Wednesday, 5 June 2024

Transparency about online payments even if they are conditional - CJEU in Conny (C-400/22)

Last week, on May 30, the CJEU gave its judgment in the Conny case (C-400/22) elaborating on the requirement from Article 8 of the Consumer Rights Directive to clearly label an online obligation to pay on a website on a relevant button with the words 'order with obligation to pay' (or an equivalent of this).

Photo by Alice Pasqual on Unsplash
The facts of this case are interesting as it was a trader that tried to argue that the lack of clear wording on a website about an order with an obligation to pay should lead to the voidness of the concluded contract. The contract in case was a lease contract, concluded between a landlord and a tenant. Pursuant to German law, this lease contract had a ceiling on the rent that consumers had to pay and if this ceiling was exceeded, consumers could claim reimbursement of overpayments. Conny - a debt collection company - offered to collect the rent overpayments as an assignee of consumers rights. The contract between Conny and consumers was concluded online, via its website. Consumers had to approve T&Cs and click on a button to place the order, which button was not labelled with the required wording. The reason given for this was that the payment was conditional on Conny successfully securing the debt collection. Only at that time consumer would have had to pay a third of the annual rent saved, pursuant to T&Cs. The landlord used the lack of the proper labelling on Conny's website as an argument that the assignment of consumer rights was void and, that therefore, Conny could not have been successful in claiming repayment of rent from the landlord. 

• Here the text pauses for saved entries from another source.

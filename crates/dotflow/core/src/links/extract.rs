// Dotflow
// Copyright (C) 2025 Synerthink

// This program is free software: you can redistribute it and/or modify
// it under the terms of the GNU Affero General Public License as published by
// the Free Software Foundation, either version 3 of the License, or
// (at your option) any later version.

// This program is distributed in the hope that it will be useful,
// but WITHOUT ANY WARRANTY; without even the implied warranty of
// MERCHANTABILITY or FITNESS FOR A PARTICULAR PURPOSE.  See the
// GNU Affero General Public License for more details.

// You should have received a copy of the GNU Affero General Public License
// along with this program.  If not, see <http://www.gnu.org/licenses/>.

use super::link::{Link, LinkKind, NOT_EXISTS};
use crate::analysis::full_uses;
use crate::context::WorkspaceContext;
use crate::store::{OperationStore, PartKind};
use dotflow_common::{longest_existing_path, module_name};
use tracing::error;

/// Extract the declared and inferred links of `files`.
///
/// Returns the links plus the subset of `files` whose analysis succeeded;
/// a script that is missing or unparseable contributes nothing and is
/// reported so its cache entry is not refreshed.
pub fn compute_links(
    ctx: &WorkspaceContext,
    store: &mut OperationStore,
    files: &[String],
) -> (Vec<Link>, Vec<String>) {
    let mut links = Vec::new();
    let mut succeeded = Vec::new();

    for script in files {
        let Some(module_nm) = module_name(script) else {
            error!(script, "not a script path, no links extracted");
            continue;
        };
        let Some(record) = store.record(script) else {
            error!(script, "script failed to load, no links extracted");
            continue;
        };
        let record = record.clone();
        succeeded.push(script.clone());
        let resolved = full_uses(ctx, script).unwrap_or_default();

        for (part_name, part) in &record.parts {
            if part.kind != PartKind::Function {
                continue;
            }
            let opname = format!("{module_nm}.{part_name}");
            let meta = &part.meta;

            for created in &meta.creates {
                links.push(Link {
                    kind: LinkKind::CreatedBy,
                    source: opname.clone(),
                    source_file: script.clone(),
                    target: created.clone(),
                    target_file: created.clone(),
                    update_script: Some(opname.clone()),
                    update_script_file: Some(script.clone()),
                    is_fast: meta.is_fast,
                });
            }
            for dep in &meta.depends_on {
                links.push(Link {
                    kind: LinkKind::DependsOn,
                    source: dep.clone(),
                    source_file: dep.clone(),
                    target: opname.clone(),
                    target_file: script.clone(),
                    update_script: None,
                    update_script_file: Some(script.clone()),
                    is_fast: meta.is_fast,
                });
            }

            // Declared uses first, then names found by static analysis.
            let mut uses: Vec<String> = Vec::new();
            for u in &meta.uses {
                if !uses.contains(u) {
                    uses.push(u.clone());
                }
            }
            if let Some(r) = resolved.get(part_name) {
                for (name, _) in &r.resolved {
                    if !uses.contains(name) {
                        uses.push(name.clone());
                    }
                }
            }
            for used in uses {
                if used == opname {
                    continue;
                }
                let source_file =
                    longest_existing_path(&used, |p| ctx.fs().is_file(&ctx.abs(p)))
                        .unwrap_or_else(|| NOT_EXISTS.to_string());
                links.push(Link {
                    kind: LinkKind::Uses,
                    source: used,
                    source_file,
                    target: opname.clone(),
                    target_file: script.clone(),
                    update_script: None,
                    update_script_file: Some(script.clone()),
                    is_fast: meta.is_fast,
                });
            }
        }
    }
    (links, succeeded)
}

#[cfg(test)]
mod tests {
    use super::*;
    use crate::context::LayoutConfig;
    use tempfile::TempDir;

    fn setup() -> (TempDir, WorkspaceContext, OperationStore) {
        let dir = TempDir::new().unwrap();
        let ctx = WorkspaceContext::new(LayoutConfig::new(dir.path())).unwrap();
        let store = OperationStore::new(ctx.clone());
        (dir, ctx, store)
    }

    fn write(ctx: &WorkspaceContext, rel: &str, src: &str) {
        ctx.fs().write(&ctx.abs(rel), src.as_bytes()).unwrap();
    }

    #[test]
    fn test_declared_links() {
        let (_dir, ctx, mut store) = setup();
        write(
            &ctx,
            "gen.flow",
            r#"
            #[fast]
            fn build(depends_on = "src/raw.csv", creates = "out/data") {
                run()
            }
            "#,
        );
        let (links, ok) = compute_links(&ctx, &mut store, &["gen.flow".to_string()]);
        assert_eq!(ok, vec!["gen.flow"]);

        let created: Vec<&Link> =
            links.iter().filter(|l| l.kind == LinkKind::CreatedBy).collect();
        assert_eq!(created.len(), 1);
        assert_eq!(created[0].source, "gen.build");
        assert_eq!(created[0].target, "out/data");
        assert_eq!(created[0].update_script.as_deref(), Some("gen.build"));
        assert!(created[0].is_fast);

        let deps: Vec<&Link> = links.iter().filter(|l| l.kind == LinkKind::DependsOn).collect();
        assert_eq!(deps.len(), 1);
        assert_eq!(deps[0].source, "src/raw.csv");
        assert_eq!(deps[0].target, "gen.build");
        assert_eq!(deps[0].update_script, None);
    }

    #[test]
    fn test_inferred_use_link() {
        let (_dir, ctx, mut store) = setup();
        write(&ctx, "tools/csv.flow", "fn load(p) { read(p) }");
        write(
            &ctx,
            "report.flow",
            "import tools.csv as csv\nfn make(creates = \"out/r.txt\") { csv.load(\"a\") }",
        );
        let (links, _) = compute_links(&ctx, &mut store, &["report.flow".to_string()]);
        let uses: Vec<&Link> = links
            .iter()
            .filter(|l| l.kind == LinkKind::Uses && l.source == "tools.csv.load")
            .collect();
        assert_eq!(uses.len(), 1);
        assert_eq!(uses[0].source_file, "tools/csv.flow");
        assert_eq!(uses[0].target, "report.make");
    }

    #[test]
    fn test_missing_use_marked_not_exists() {
        let (_dir, ctx, mut store) = setup();
        write(&ctx, "report.flow", "fn make(uses = \"ghost.thing\") { run() }");
        let (links, _) = compute_links(&ctx, &mut store, &["report.flow".to_string()]);
        let ghost = links.iter().find(|l| l.source == "ghost.thing").unwrap();
        assert_eq!(ghost.source_file, NOT_EXISTS);
    }

    #[test]
    fn test_broken_script_excluded() {
        let (_dir, ctx, mut store) = setup();
        write(&ctx, "bad.flow", "fn oops( {");
        write(&ctx, "good.flow", "fn a(creates = \"out/x\") { run() }");
        let (links, ok) =
            compute_links(&ctx, &mut store, &["bad.flow".to_string(), "good.flow".to_string()]);
        assert_eq!(ok, vec!["good.flow"]);
        assert!(links.iter().all(|l| l.update_script_file.as_deref() == Some("good.flow")));
    }
}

Order with an obligation to pay - whether payment is conditional or unconditional

The CJEU clarifies, as expected, that the trader's obligation to transparently inform consumers concluding a contract through its website about an obligation to pay, just before a consumer binds themselves to this payment, does not change if the payment is dependent on satisfying a subsequent condition (para 56). This allows the consumer to explicitly acknowledge his consent to be bound by an online order with an obligation to pay (paras 43, 50). The CJEU points to the lack of distinction in the CRD between conditional and unconditional payments, as well as the duty to inform placed on traders when an order 'implies' an obligation to pay (paras 46-47). A different interpretation would have led to traders being able to explicitly inform consumers about their obligation to pay not at the ordering process, when consumers may still avoid the order and the subsequent payment obligation, but only at a time when the payment becomes due (para 52). Traders could then circumvent their duty to inform by placing in their T&Cs an objective condition, fulfilment of which would be required to lead to a payment obligation (para 53).

Sanction of voidability

An important clarification follows in paras 54-55 of the judgment. The CJEU emphasises the CRD's wording, which only states that a consumer is not bound by the contract in case the above-mentioned trader's duty has been breached. This does not need to indicate that a contract is void, but rather that a consumer has an opportunity to avoid it. This would make a significant difference in cases such as the one referred to the CJEU, when it is a trader who is trying to use an infringement of consumer protection rules as a 'weapon' against, ultimately, a consumer.